RED文庫]  [新・読書感想文



正直な男


「では、あとは若いお二人だけに致しましょうか」
 媒酌人のおばさんがそう言うと、それが合図だったかのように双方の両親は席を立った。
 今まで取り留めのない話を延々と続けていた八人掛けのテーブルには繁行と司子の二人だけが残され、急に火でも消えたかのように静かになる。両者とも、何から話していいものか分からなかった。
 繁行は今年、三十八歳。これといった彼女もおらず、それを見かねた彼の叔母が見合い話を持ってきた。相手は三十歳になる司子。これまでにいくつもの見合いをしてきたそうだが、なかなか結婚までに至らなかったらしい。繁行は、それほどブサイクな女なのかと、写真も見ないまま見合い直前まで覚悟していたのだが、これが驚くほどの美人だった。今、その美貌を見るのさえためらわれ、視線は伏せがちなままだ。
 やがて、司子の方から口を開いた。
「あの……最初に申しておきますが、私、ウソをついたり、隠し事をしたりする男の人が苦手なんです」
 司子はそう言って切り出した。思わず、繁行は顔を上げる。
「昔、お付き合いしていた男性がいるんですが、その人にひどく騙された経験があって……。確かに、人間、自分の欠点や弱味を他人に知られたくないとは思います。でも、本当の自分をさらけ出すことって、凄い勇気が必要じゃないですか。私、そういう男性が好きです。夫婦になるんだったら、お互いに隠し事などせず、何でも話し合える間柄でいたいんです」
 真摯な眼差しを繁行に向けながら、司子は喋った。
 その点なら、繁行には一切やましいことはなかった。繁行は昔からウソをつけるようなタチではなく、真面目で、純朴で、正直だった。それこそ、繁行の周囲の人間からは呆れられるほどで、これまではその正直さで得をしたことよりも、損をした方が多いくらいである。
 結婚する条件が正直さなら、この世に繁行ほど打ってつけな男性はいないだろう。容姿も、学歴も、今の稼ぎも誇ることが出来ない繁行にとって、唯一の美点であった。
「それでしたら、僕は何もあなたに隠していることはありません。学歴や収入は、さっき叔母が話していた通りですし、女性関係もまったくない状態です。車のローンはかなり残っていますけど、借金のようなものはありませんし、何か法に触れるようなこともしていませんから」
 こんな美人を妻に迎えられるならと、繁行は自分でも驚くほど力強くアピールした。それに対し、司子は安堵したように微笑む。
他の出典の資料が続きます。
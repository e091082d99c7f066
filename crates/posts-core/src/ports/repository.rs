use async_trait::async_trait;

use crate::domain::{NewPost, Post};
use crate::error::RepoError;

/// Post storage.
///
/// Not-found is reported as `Ok(None)` from lookups and as
/// [`RepoError::NotFound`] from writes that target a missing row.
#[async_trait]
pub trait PostRepository: Send + Sync {
    /// Insert a post and return it with its assigned id.
    async fn create(&self, post: NewPost) -> Result<Post, RepoError>;

    /// Find a post by its id.
    async fn find_by_id(&self, id: i64) -> Result<Option<Post>, RepoError>;

    /// All posts, ordered by id.
    async fn list_all(&self) -> Result<Vec<Post>, RepoError>;

    /// Posts written by `author_id`, ordered by id.
    async fn list_by_author(&self, author_id: i64) -> Result<Vec<Post>, RepoError>;

    /// Replace every column of an existing post.
    async fn update(&self, post: Post) -> Result<Post, RepoError>;

    /// Delete a post by its id.
    async fn delete(&self, id: i64) -> Result<(), RepoError>;

    /// Total number of stored posts.
    async fn count(&self) -> Result<u64, RepoError>;
}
「そうですか、それならいいんですが。──本当に何も隠していませんね?」
 司子はまじまじと繁行を見つめた。
 その目を見て、繁行はひとつ思い当たった。実は、誰にも言えない秘密がある。それを知ったら、司子はどう思うだろう。繁行は、今、それを言うべきかどうか迷った。
「繁行さん? どうしました?」
「い、いや……」
 繁行はおしぼりで汗を拭いた。次第に司子の視線が突き刺さるような気がしてくる。
「もし──」
 司子は穏やかな口調で言った。聖母のような表情で繁行を包みこもうとする。
「もし秘密になさっていることがあったら、今のうちに打ち明けてください。結婚してから隠し事が発覚したら、私、また男の人に裏切られたような気持ちになります。もう、あんな思いをするのはイヤなんです」
 訴えかけるような司子の目に、とうとう繁行は負けた。
「わ、分かりました。実は、ひとつだけ隠していることが……」
「え? 何ですか?」
 司子は大きく目を見開いて尋ねた。繁行は勇気を奮い起こす。
「実は、私は──」
 そう言って繁行は、おもむろに頭のカツラを取って見せた。ガチャンと司子のコーヒーカップが音を立てる。繁行のツヤやかに光る頭皮を見た司子は、驚きのあまり、口許を覆った。
 その後、この縁談は破談となり、繁行は自分の正直さを呪った。